* DATASET CONTENT:
*****
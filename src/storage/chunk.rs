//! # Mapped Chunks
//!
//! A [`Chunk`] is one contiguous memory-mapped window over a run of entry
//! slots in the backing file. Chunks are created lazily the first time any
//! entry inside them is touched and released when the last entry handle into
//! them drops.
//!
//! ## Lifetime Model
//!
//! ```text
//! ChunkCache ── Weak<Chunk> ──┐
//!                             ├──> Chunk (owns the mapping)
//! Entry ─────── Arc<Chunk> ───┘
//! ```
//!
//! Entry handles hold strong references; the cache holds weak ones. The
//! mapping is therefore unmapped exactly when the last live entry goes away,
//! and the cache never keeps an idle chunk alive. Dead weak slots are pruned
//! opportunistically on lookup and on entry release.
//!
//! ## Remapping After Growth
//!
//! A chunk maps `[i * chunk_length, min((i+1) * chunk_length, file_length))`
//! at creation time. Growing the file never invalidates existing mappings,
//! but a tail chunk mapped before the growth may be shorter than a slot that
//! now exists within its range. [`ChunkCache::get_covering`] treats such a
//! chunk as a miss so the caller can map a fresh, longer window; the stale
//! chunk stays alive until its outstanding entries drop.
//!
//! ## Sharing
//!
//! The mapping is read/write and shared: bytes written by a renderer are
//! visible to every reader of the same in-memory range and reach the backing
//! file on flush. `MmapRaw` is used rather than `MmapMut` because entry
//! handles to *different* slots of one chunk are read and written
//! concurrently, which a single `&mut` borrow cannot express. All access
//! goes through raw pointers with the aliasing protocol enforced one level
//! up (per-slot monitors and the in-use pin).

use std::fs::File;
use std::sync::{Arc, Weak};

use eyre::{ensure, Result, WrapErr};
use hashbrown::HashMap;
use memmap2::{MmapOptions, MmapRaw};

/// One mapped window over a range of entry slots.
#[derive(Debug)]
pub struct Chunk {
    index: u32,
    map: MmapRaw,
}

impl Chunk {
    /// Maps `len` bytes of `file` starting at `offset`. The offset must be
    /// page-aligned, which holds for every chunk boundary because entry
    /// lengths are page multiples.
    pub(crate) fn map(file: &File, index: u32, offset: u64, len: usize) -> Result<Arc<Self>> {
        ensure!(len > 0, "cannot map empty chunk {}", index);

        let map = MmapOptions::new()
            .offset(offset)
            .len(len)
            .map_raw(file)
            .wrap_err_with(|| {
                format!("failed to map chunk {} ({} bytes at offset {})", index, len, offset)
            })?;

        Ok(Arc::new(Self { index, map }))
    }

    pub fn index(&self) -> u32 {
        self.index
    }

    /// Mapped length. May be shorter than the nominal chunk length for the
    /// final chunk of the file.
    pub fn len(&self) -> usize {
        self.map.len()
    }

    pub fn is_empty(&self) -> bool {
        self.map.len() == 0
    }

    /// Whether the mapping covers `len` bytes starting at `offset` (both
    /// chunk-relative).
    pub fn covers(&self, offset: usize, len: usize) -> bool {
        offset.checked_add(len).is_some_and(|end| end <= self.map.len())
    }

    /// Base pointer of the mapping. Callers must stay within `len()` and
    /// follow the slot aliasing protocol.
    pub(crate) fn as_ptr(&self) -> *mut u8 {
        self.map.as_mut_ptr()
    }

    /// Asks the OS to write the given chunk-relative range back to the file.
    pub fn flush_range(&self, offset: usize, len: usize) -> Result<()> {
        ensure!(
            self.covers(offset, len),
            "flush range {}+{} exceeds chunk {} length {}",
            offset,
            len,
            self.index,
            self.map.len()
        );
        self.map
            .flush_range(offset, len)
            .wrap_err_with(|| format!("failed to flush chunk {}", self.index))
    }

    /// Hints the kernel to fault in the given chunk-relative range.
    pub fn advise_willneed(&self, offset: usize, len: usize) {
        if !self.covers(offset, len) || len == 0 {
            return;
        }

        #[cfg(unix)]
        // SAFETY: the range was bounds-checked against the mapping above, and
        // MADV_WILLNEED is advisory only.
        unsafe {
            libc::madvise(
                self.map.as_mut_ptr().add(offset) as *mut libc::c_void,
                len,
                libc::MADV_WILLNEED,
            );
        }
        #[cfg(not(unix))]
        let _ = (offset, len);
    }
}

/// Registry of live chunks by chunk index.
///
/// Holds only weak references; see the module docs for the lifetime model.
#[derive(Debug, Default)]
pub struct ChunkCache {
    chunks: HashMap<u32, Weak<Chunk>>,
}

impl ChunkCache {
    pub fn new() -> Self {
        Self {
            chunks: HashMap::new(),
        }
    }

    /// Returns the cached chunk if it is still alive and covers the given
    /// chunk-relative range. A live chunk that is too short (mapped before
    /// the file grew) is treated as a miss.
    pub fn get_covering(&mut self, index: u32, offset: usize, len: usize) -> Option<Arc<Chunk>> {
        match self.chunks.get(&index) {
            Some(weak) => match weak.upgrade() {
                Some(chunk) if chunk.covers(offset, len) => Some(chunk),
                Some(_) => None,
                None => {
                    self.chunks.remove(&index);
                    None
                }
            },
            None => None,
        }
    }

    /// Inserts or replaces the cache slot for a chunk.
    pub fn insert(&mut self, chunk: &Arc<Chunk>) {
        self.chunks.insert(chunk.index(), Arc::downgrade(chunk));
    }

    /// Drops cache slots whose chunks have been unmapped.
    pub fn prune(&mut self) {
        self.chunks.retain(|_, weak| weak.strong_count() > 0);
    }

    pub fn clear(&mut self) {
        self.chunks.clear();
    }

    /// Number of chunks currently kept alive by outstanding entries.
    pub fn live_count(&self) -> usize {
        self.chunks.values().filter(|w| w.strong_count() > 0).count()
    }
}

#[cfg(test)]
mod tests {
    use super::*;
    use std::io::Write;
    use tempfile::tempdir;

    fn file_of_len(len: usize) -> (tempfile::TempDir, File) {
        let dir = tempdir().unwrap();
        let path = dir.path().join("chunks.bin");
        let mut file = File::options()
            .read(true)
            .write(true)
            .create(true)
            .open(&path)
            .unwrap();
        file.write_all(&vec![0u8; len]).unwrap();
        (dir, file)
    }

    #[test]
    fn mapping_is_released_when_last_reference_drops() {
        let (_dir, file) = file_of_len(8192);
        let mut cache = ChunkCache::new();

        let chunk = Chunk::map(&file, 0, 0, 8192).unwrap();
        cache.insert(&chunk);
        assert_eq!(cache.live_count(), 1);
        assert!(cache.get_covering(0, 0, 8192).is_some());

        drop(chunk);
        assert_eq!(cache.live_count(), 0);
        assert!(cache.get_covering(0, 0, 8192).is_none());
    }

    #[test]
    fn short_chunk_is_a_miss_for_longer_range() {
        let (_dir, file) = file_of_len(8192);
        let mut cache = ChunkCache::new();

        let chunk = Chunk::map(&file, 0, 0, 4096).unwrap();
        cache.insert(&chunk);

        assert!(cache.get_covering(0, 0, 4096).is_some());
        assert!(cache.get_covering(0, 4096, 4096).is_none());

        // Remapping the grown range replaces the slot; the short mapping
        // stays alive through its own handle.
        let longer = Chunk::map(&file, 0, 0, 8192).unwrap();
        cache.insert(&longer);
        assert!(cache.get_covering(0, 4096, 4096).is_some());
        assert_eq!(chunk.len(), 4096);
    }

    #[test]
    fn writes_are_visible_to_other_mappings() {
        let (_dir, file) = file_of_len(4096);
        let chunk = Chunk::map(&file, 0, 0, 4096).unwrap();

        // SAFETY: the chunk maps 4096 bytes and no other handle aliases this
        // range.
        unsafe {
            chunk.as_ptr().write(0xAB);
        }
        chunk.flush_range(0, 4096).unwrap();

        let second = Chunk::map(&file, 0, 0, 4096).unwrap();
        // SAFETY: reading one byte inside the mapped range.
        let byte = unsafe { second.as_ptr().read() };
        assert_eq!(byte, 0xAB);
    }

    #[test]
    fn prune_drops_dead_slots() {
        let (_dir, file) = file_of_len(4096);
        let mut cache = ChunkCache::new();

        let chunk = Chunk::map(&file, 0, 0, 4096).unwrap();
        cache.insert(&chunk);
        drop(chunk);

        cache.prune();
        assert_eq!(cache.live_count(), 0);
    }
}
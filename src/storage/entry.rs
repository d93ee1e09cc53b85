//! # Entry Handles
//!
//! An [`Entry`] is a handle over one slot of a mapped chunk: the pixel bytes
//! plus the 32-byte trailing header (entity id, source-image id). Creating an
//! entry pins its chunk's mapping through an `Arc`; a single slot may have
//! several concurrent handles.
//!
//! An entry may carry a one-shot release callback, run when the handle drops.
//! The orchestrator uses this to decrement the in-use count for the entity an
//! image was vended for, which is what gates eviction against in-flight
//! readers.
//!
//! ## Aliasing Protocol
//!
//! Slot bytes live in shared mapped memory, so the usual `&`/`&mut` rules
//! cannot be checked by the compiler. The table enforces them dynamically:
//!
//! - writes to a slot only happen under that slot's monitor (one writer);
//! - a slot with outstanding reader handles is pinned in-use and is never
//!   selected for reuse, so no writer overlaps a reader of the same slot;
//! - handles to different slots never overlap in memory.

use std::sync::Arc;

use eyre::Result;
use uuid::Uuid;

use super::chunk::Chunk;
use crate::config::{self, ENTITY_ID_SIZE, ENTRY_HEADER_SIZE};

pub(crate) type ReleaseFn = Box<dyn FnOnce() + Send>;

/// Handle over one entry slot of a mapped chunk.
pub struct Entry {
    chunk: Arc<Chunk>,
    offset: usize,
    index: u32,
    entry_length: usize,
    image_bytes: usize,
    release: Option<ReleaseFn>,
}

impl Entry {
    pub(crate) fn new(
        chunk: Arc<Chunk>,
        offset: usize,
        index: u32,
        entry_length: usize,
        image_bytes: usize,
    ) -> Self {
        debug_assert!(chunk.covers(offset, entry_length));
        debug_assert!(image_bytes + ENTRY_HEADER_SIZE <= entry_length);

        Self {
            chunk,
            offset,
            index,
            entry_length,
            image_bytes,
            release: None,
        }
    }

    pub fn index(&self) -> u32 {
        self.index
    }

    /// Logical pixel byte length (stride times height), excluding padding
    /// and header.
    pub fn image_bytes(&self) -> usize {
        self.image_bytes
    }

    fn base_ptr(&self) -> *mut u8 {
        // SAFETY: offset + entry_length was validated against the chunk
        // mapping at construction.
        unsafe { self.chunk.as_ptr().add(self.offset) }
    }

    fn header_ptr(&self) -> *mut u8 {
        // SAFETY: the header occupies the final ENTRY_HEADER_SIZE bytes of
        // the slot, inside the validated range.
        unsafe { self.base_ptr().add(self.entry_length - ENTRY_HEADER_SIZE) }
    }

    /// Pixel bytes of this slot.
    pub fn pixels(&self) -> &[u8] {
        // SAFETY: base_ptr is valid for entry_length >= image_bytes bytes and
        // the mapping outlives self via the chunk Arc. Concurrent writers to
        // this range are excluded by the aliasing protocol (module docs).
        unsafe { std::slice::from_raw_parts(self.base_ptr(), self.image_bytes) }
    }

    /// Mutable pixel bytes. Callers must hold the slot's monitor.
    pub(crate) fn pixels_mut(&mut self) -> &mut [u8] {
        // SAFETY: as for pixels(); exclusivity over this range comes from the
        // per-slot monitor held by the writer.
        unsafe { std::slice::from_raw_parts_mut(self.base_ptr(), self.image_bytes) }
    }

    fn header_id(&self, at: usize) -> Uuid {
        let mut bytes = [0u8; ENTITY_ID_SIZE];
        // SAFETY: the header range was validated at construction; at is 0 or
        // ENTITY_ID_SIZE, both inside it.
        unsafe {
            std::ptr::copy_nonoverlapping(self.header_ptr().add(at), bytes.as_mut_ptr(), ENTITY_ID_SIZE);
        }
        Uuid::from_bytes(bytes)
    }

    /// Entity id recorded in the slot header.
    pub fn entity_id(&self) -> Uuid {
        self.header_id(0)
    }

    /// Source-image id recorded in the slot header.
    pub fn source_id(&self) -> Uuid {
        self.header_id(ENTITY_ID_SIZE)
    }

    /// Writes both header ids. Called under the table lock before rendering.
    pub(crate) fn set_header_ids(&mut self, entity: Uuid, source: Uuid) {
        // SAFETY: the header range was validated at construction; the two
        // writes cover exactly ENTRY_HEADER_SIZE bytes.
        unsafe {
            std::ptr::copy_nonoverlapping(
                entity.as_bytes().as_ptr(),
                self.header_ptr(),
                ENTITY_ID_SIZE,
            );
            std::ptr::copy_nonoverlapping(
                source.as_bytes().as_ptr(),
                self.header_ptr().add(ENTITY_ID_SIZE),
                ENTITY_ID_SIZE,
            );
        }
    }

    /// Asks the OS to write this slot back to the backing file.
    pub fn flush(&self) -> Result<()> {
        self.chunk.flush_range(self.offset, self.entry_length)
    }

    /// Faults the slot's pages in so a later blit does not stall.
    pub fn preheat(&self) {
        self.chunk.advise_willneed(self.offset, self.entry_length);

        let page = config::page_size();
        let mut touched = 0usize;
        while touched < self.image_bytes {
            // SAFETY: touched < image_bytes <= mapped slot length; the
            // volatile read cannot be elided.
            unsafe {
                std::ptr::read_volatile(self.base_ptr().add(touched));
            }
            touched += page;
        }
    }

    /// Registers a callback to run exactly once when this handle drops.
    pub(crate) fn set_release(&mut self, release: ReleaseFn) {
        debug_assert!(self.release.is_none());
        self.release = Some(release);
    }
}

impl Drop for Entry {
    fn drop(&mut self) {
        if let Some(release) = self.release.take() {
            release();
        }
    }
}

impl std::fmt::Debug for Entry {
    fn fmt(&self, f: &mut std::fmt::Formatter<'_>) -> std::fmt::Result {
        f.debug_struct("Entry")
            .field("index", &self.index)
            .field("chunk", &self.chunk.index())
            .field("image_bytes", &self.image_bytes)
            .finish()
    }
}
*****
* DIRECTIONS: In the records above, find the line with "#[cfg(unix)]"; write out exactly that line and each one after it, stopping after the line with "let _ = (offset, len);".

* PROBLEM SOLUTION:
        #[cfg(unix)]
        // SAFETY: the range was bounds-checked against the mapping above, and
        // MADV_WILLNEED is advisory only.
        unsafe {
            libc::madvise(
                self.map.as_mut_ptr().add(offset) as *mut libc::c_void,
                len,
                libc::MADV_WILLNEED,
            );
        }
        #[cfg(not(unix))]
        let _ = (offset, len);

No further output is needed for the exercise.